WHAT THE EXERCISE ASKS: In the records below, begin at the line that has "fn lit_panels(page: &Page)" and stop after the line that has "let initial = initial_placement(term, scroll, GUTTER);"; quote those lines verbatim and nothing more.

--- GIVEN INFORMATION Enclosed Below ---

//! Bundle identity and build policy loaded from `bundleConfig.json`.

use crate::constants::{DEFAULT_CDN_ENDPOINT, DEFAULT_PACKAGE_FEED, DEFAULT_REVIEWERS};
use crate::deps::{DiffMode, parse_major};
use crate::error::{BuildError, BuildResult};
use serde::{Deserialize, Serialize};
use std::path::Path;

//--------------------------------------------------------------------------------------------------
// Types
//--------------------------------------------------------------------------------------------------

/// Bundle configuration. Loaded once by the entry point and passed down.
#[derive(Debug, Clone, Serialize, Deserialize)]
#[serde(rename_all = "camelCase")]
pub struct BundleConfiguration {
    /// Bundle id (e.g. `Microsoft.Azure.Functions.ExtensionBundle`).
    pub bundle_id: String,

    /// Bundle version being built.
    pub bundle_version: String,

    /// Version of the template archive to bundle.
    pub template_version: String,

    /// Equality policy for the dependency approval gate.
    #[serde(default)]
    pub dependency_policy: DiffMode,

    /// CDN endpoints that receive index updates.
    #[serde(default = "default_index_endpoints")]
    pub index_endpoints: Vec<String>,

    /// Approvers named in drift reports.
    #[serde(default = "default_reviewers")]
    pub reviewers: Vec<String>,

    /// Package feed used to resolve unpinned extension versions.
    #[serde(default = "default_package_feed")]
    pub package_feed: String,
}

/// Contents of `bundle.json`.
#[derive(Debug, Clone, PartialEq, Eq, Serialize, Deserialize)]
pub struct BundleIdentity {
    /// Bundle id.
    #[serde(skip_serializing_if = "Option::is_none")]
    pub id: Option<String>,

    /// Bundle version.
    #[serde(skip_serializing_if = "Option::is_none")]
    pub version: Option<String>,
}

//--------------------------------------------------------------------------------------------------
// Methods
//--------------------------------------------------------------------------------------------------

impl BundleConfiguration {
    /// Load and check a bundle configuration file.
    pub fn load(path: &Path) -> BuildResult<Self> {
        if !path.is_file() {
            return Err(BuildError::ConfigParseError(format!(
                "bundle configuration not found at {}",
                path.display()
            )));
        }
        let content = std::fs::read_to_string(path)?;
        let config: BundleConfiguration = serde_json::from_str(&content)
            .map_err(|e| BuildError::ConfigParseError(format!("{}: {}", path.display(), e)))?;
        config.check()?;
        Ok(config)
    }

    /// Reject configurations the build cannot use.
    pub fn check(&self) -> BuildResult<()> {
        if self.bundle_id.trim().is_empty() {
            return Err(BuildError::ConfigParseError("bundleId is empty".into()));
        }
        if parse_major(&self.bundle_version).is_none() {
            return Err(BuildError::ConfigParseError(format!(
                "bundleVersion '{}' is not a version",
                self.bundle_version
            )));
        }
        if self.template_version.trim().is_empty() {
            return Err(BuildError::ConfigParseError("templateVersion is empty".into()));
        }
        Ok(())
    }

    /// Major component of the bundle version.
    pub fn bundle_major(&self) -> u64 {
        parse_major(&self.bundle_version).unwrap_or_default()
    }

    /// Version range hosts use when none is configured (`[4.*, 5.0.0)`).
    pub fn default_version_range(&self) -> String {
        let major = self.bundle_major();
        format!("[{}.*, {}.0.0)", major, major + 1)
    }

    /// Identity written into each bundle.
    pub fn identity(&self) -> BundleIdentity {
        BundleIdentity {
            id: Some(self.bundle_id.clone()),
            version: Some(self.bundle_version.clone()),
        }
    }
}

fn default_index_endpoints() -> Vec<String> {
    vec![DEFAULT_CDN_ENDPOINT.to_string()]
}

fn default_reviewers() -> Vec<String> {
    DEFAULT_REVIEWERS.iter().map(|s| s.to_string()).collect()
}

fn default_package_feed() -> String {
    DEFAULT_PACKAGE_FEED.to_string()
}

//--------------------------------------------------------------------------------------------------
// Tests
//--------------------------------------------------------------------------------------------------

--- End of Enclosed GIVEN INFORMATION ---
--- GIVEN INFORMATION Enclosed Below ---

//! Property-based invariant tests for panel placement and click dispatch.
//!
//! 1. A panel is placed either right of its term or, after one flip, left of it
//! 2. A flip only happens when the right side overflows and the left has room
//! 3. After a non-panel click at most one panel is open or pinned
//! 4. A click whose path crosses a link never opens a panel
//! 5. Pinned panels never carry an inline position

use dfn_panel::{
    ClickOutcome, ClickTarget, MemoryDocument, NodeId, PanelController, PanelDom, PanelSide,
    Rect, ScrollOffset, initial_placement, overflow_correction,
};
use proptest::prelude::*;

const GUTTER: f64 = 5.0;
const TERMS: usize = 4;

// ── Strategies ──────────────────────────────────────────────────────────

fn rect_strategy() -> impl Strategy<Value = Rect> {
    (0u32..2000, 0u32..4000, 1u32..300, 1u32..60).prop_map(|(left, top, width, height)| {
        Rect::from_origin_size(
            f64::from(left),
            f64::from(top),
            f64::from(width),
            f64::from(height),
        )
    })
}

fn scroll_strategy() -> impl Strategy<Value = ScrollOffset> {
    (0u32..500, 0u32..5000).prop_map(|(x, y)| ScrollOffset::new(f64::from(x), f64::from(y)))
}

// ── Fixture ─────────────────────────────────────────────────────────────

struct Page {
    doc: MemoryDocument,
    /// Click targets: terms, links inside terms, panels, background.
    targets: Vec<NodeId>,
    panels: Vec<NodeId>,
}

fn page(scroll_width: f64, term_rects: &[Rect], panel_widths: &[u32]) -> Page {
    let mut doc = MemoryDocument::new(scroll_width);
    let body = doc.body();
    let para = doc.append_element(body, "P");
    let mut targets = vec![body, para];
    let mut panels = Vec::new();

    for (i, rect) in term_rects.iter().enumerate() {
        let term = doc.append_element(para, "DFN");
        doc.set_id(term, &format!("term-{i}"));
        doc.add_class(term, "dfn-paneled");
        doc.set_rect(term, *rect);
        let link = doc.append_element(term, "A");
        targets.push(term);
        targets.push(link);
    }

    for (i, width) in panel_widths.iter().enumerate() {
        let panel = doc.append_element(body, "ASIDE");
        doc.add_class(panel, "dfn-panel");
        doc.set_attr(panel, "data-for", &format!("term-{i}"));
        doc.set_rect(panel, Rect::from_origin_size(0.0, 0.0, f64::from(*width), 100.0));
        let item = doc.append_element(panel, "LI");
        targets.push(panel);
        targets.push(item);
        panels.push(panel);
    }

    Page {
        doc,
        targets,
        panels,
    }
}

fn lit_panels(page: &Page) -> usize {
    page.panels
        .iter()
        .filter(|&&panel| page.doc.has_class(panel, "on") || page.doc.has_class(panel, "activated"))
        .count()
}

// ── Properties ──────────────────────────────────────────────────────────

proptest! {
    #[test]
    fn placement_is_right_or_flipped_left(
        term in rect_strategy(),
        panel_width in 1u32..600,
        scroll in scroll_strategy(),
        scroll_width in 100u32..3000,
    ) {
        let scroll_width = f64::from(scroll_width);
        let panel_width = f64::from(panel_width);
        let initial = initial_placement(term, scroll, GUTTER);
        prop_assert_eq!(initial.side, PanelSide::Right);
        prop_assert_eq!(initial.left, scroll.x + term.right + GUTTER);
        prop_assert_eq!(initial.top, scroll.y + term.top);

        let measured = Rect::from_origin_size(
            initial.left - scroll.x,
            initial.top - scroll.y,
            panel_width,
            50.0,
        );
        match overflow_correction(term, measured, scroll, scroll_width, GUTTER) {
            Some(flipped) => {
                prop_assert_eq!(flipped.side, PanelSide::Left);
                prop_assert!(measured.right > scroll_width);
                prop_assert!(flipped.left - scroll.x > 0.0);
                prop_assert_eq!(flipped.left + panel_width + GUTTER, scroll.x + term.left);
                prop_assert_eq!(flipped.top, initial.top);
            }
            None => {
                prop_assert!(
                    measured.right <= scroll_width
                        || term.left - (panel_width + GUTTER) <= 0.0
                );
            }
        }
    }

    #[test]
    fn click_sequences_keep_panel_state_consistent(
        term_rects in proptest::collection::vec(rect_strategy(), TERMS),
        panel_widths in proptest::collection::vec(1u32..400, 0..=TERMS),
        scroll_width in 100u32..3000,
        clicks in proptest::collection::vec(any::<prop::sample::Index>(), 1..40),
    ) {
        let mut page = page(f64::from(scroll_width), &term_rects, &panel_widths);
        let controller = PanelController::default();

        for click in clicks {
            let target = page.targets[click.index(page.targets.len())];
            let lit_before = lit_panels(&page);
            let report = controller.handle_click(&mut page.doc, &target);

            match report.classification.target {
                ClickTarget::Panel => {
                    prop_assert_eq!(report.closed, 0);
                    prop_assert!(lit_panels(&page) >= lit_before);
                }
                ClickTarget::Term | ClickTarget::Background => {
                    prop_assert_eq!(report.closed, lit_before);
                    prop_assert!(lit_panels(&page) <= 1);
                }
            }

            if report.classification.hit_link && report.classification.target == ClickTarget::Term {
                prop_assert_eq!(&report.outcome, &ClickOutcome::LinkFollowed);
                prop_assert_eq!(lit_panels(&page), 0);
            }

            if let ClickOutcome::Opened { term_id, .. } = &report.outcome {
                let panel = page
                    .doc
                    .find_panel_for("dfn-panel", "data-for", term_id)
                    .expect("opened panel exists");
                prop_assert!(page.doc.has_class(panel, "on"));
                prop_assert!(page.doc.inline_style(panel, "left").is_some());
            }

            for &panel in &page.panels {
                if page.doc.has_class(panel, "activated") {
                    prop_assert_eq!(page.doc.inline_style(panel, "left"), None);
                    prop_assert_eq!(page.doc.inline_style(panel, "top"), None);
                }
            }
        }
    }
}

--- End of Enclosed GIVEN INFORMATION ---

EXERCISE RESPONSE:
fn lit_panels(page: &Page) -> usize {
    page.panels
        .iter()
        .filter(|&&panel| page.doc.has_class(panel, "on") || page.doc.has_class(panel, "activated"))
        .count()
}

// ── Properties ──────────────────────────────────────────────────────────

proptest! {
    #[test]
    fn placement_is_right_or_flipped_left(
        term in rect_strategy(),
        panel_width in 1u32..600,
        scroll in scroll_strategy(),
        scroll_width in 100u32..3000,
    ) {
        let scroll_width = f64::from(scroll_width);
        let panel_width = f64::from(panel_width);
        let initial = initial_placement(term, scroll, GUTTER);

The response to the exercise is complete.